The market fell in love with a few stocks in 2020 and 2021, perhaps none more so than Sea Limited (SE 0.05%). With an ambitious three-headed strategy in video games, e-commerce, and financial services, along with rapidly growing revenue, investors bid up shares over 1,000% in just a few years. A good story plays well in a bull market, and Wall Street ate this one up.

In 2022, the Sea Limited story took a turn for the worse. After reporting slowing growth and increasing operating losses, investors lost their lust for Sea Limited, with shares now down 90% from all-time highs. It didn't help that we were in a bear market with high inflation.

However, if we look at Sea Limited's business, it has started to improve its profit numbers significantly so far in 2023. Does this profit turnaround mean a brighter future for Sea Limited investors? Let's investigate.

First head: video games

Sea Limited began its business in the video game space. It owns and operates a mobile game called Free Fire, which has become one of the largest games in the world over the past 10 years. In the third quarter of 2021, Sea Limited reported 729 million active players in its gaming segment, or 9% of the global population. In 2021, the division generated over $1 billion in high-margin revenue every quarter.

Since then, Free Fire has lost its popularity. Active users are down to 544 million, paying users as a percent of active users is slipping, and quarterly revenue has fallen to below $500 million. The video game market is fickle and unpredictable, with studios in need of constant reinvigoration of their products in order to keep revenue growing, if not just stable.

Free Fire has lost its luster among players around the world, but it is still generating profits for Sea Limited. Last quarter, the gaming division posted over $200 million in adjusted earnings, which is helping Sea Limited fund its newer initiatives in e-commerce and financial services.

SE Net Income (TTM) Chart
SE Net Income (TTM) data by YCharts.

Second head: e-commerce

The second head of Sea Limited's three-headed strategy is e-commerce. It has taken a bunch of the profits earned through video games to invest in an e-commerce marketplace called Shoppee. The marketplace mainly operates in Southeast Asia and Latin America, hoping to ride the secular tailwind of online shopping around the globe.

Growth at Shoppee has been solid that continued last quarter. In Q3 of 2023, Sea Limited generated $2.2 billion in e-commerce revenue, up 16% year-over-year. However, unlike gaming, e-commerce has much slimmer unit economics and is burning a lot of money for Sea Limited right now. Just last quarter, the division had an adjusted earnings loss of $346.5 million. This was an improvement over last year, but shows how long Shoppee has before generating a profit.

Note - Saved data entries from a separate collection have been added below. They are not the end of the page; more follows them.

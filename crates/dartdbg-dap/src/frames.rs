//! Stack frame pagination.
//!
//! Editors page through deep stacks a few frames at a time. Each fetch asks
//! the VM for everything up to the requested window plus [`LOOKAHEAD`]
//! more frames, and the window is cached for the rest of the pause.
//! `totalFrames` is the fetched count until a fetch comes back short, after
//! which it is exact.

/// Extra frames fetched beyond each request.
pub const LOOKAHEAD: usize = 20;

/// Frames of one isolate's current pause. Reset on every resume.
#[derive(Debug)]
pub struct FrameWindow<T> {
    frames: Vec<T>,
    complete: bool,
    reported_total: usize,
}

impl<T> Default for FrameWindow<T> {
    fn default() -> Self {
        Self {
            frames: Vec::new(),
            complete: false,
            reported_total: 0,
        }
    }
}

/// What to ask the VM for.
#[derive(Debug, Clone, Copy, PartialEq, Eq)]
pub enum FetchPlan {
    /// The cache already covers the request.
    Cached,
    /// `getStack` with this `limit`.
    Limit(usize),
    /// `getStack` without a limit.
    All,
}

impl<T> FrameWindow<T> {
    pub fn new() -> Self {
        Self::default()
    }

    /// Number of frames converted so far.
    pub fn known_len(&self) -> usize {
        self.frames.len()
    }

    pub fn is_complete(&self) -> bool {
        self.complete
    }

    /// Decide whether `[start, start + levels)` needs a fetch. `levels == 0`
    /// means "all remaining frames".
    pub fn plan(&self, start: usize, levels: usize) -> FetchPlan {
        if self.complete {
            return FetchPlan::Cached;
        }
        if levels == 0 {
            return FetchPlan::All;
        }
        let end = start.saturating_add(levels);
        if end <= self.frames.len() {
            FetchPlan::Cached
        } else {
            FetchPlan::Limit(end.saturating_add(LOOKAHEAD))
        }
    }

    /// Add newly converted frames after a fetch. `fetched` is the number of
    /// frames the VM returned in total (fetches always start at the top).
    pub fn extend(&mut self, new_frames: impl IntoIterator<Item = T>, fetched: usize, plan: FetchPlan) {
        self.frames.extend(new_frames);
        self.complete = match plan {
            FetchPlan::All => true,
            FetchPlan::Limit(limit) => fetched < limit,
            FetchPlan::Cached => self.complete,
        };
        self.reported_total = if self.complete {
            self.frames.len()
        } else {
            self.reported_total.max(self.frames.len())
        };
    }

    /// The cached frames in `[start, start + levels)` and the total to
    /// report.
    pub fn slice(&self, start: usize, levels: usize) -> (&[T], usize) {
        let start = start.min(self.frames.len());
        let end = if levels == 0 {
            self.frames.len()
        } else {
            start.saturating_add(levels).min(self.frames.len())
        };
        (&self.frames[start..end], self.reported_total)
    }
}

Maybe an even bigger concern is why Shoppee is losing so much money: marketing. The division ate up the majority of Sea Limited's marketing budget last quarter, with the company spending $861.5 million trying to acquire and retain customers. Marketing spending at Shoppee grew 49% year-over-year, significantly outpacing its revenue growth. One has to wonder what would happen if it stopped spending boatloads on marketing every quarter, and whether this would be a major roadblock to generating bottom-line earnings.

Third head: financial services

Last on our list, and perhaps the most attractive business unit at Sea Limited, is digital financial services. It operates Sea Money, a mobile wallet for payment transfers, loans, and other banking features. Last quarter, it hit $446.2 million in revenue and was growing 37% year-over-year. Profits look solid, with an adjusted earnings of $165.7 million last quarter. Marketing spending is also quite efficient.

There is a tremendous market opportunity to digitize payments and banking in Southeast Asia, with hundreds of millions of customers who have just adopted or are about to adopt smartphones in the next few years. Sea Money looks like one of the leaders in this space, and has been able to put up impressive growth with minimal marketing spend. That sounds like a good business to me.

Adding up these three divisions, Sea Limited generated a net profit of $692 million over the past twelve months, a major improvement compared to 2022 and 2021. All the while, e-commerce continues to hemorrhage money. The stock was clearly overvalued at a market cap of $200 billion, its peak. But at a market cap of $21 billion today, shares trade at a price-to-earnings ratio (P/E) of 30. This isn't dirt cheap, but if you believe Sea Limited can keep growing revenue and eventually get its e-commerce division to profitability, the stock may be a buy at these prices.